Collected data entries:
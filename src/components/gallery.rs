use yew::prelude::*;

use crate::components::appointment_counter::AppointmentCounter;
use crate::components::rating::GoogleRating;
use crate::config;

const CLINIC_IMAGES: &[(&str, &str, &str)] = &[
    ("/G1.jpg", "Clinic Interior", "Our Welcoming Reception Area"),
    ("/G2.jpg", "Treatment Room", "Relax in Our Modern Treatment Rooms"),
    ("/G3.jpg", "Team at Work", "Our Expert Team in Action"),
    ("/G4.jpg", "Equipment", "State-of-the-Art Technology"),
];

#[function_component(Gallery)]
pub fn gallery() -> Html {
    let lightbox = use_state(|| None::<&'static str>);

    let close_lightbox = {
        let lightbox = lightbox.clone();
        Callback::from(move |_: MouseEvent| lightbox.set(None))
    };

    html! {
        <section id="gallery" class="gallery">
            <div class="gallery-inner">
                <h2>{"Explore Cyra Beauty Clinic"}</h2>
                <p class="gallery-sub">
                    {"Step inside our clinic and see the spaces where beauty transformations happen."}
                </p>

                <div class="gallery-grid">
                    {
                        CLINIC_IMAGES.iter().map(|&(src, alt, caption)| {
                            let open = {
                                let lightbox = lightbox.clone();
                                Callback::from(move |_: MouseEvent| lightbox.set(Some(src)))
                            };
                            html! {
                                <div class="gallery-item" key={src} onclick={open}>
                                    <img src={src} alt={alt} />
                                    <div class="gallery-caption">
                                        <p>{caption}</p>
                                    </div>
                                </div>
                            }
                        }).collect::<Html>()
                    }
                </div>

                <div class="gallery-rating">
                    <GoogleRating />
                </div>
                <div class="gallery-counter">
                    <AppointmentCounter />
                </div>

                <div class="gallery-cta">
                    <a
                        href={config::get_booking_url()}
                        target="_blank"
                        rel="noopener noreferrer"
                    >
                        {"Book Your Visit"}
                    </a>
                </div>
            </div>

            {
                if let Some(src) = *lightbox {
                    html! {
                        <div class="gallery-lightbox" onclick={close_lightbox.clone()}>
                            <div class="gallery-lightbox-frame">
                                <img src={src} alt="Selected Clinic Image" />
                                <button onclick={close_lightbox}>{"✕"}</button>
                            </div>
                        </div>
                    }
                } else {
                    html! {}
                }
            }
            <style>
                {r#"
                    .gallery {
                        padding: 5rem 1.5rem;
                        background: #F5E9E2;
                    }

                    .gallery-inner {
                        max-width: 1200px;
                        margin: 0 auto;
                    }

                    .gallery h2 {
                        font-family: 'Montserrat', sans-serif;
                        font-size: 2.5rem;
                        font-weight: 700;
                        color: #1A3C34;
                        text-align: center;
                        margin-bottom: 1rem;
                    }

                    .gallery-sub {
                        color: rgba(26, 60, 52, 0.8);
                        text-align: center;
                        max-width: 48rem;
                        margin: 0 auto 3rem auto;
                    }

                    .gallery-grid {
                        display: grid;
                        grid-template-columns: repeat(4, 1fr);
                        gap: 1.5rem;
                    }

                    .gallery-item {
                        position: relative;
                        border-radius: 8px;
                        overflow: hidden;
                        box-shadow: 0 4px 6px rgba(0, 0, 0, 0.1);
                        cursor: pointer;
                    }

                    .gallery-item img {
                        width: 100%;
                        height: 16rem;
                        object-fit: cover;
                        transition: transform 0.5s;
                        display: block;
                    }

                    .gallery-item:hover img {
                        transform: scale(1.05);
                    }

                    .gallery-caption {
                        position: absolute;
                        inset: 0;
                        background: rgba(26, 60, 52, 0.5);
                        opacity: 0;
                        transition: opacity 0.5s;
                        display: flex;
                        align-items: center;
                        justify-content: center;
                    }

                    .gallery-item:hover .gallery-caption {
                        opacity: 1;
                    }

                    .gallery-caption p {
                        color: #fff;
                        text-align: center;
                        padding: 0 1rem;
                    }

                    .gallery-rating {
                        margin-top: 4rem;
                        background: #fff;
                        padding: 1.5rem;
                        border-radius: 8px;
                        box-shadow: 0 4px 6px rgba(0, 0, 0, 0.1);
                        max-width: 48rem;
                        margin-left: auto;
                        margin-right: auto;
                    }

                    .gallery-counter {
                        margin-top: 2rem;
                    }

                    .gallery-cta {
                        text-align: center;
                        margin-top: 3rem;
                    }

                    .gallery-cta a {
                        display: inline-block;
                        background: #D4AF37;
                        color: #fff;
                        padding: 0.75rem 2rem;
                        border-radius: 9999px;
                        font-size: 1.05rem;
                        font-weight: 500;
                        text-decoration: none;
                        box-shadow: 0 4px 6px rgba(0, 0, 0, 0.1);
                        transition: all 0.2s;
                    }

                    .gallery-cta a:hover {
                        background: #b89630;
                        transform: scale(1.05);
                    }

                    .gallery-lightbox {
                        position: fixed;
                        inset: 0;
                        background: rgba(0, 0, 0, 0.9);
                        display: flex;
                        align-items: center;
                        justify-content: center;
                        z-index: 1000;
                        padding: 1rem;
                    }

                    .gallery-lightbox-frame {
                        position: relative;
                        max-width: 56rem;
                        width: 100%;
                    }

                    .gallery-lightbox-frame img {
                        width: 100%;
                        height: auto;
                        border-radius: 8px;
                    }

                    .gallery-lightbox-frame button {
                        position: absolute;
                        top: 1rem;
                        right: 1rem;
                        color: #fff;
                        background: rgba(0, 0, 0, 0.5);
                        border: none;
                        border-radius: 50%;
                        width: 2rem;
                        height: 2rem;
                        cursor: pointer;
                        transition: background 0.2s;
                    }

                    .gallery-lightbox-frame button:hover {
                        background: rgba(0, 0, 0, 0.7);
                    }

                    @media (max-width: 1024px) {
                        .gallery-grid {
                            grid-template-columns: 1fr 1fr;
                        }
                    }

                    @media (max-width: 640px) {
                        .gallery-grid {
                            grid-template-columns: 1fr;
                        }

                        .gallery h2 {
                            font-size: 1.9rem;
                        }
                    }
                "#}
            </style>
        </section>
    }
}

WHAT YOU HAVE TO DO: In the records above, how many lines hold the string "margin"? Give the number only.

RESULT OF THIS TASK: 8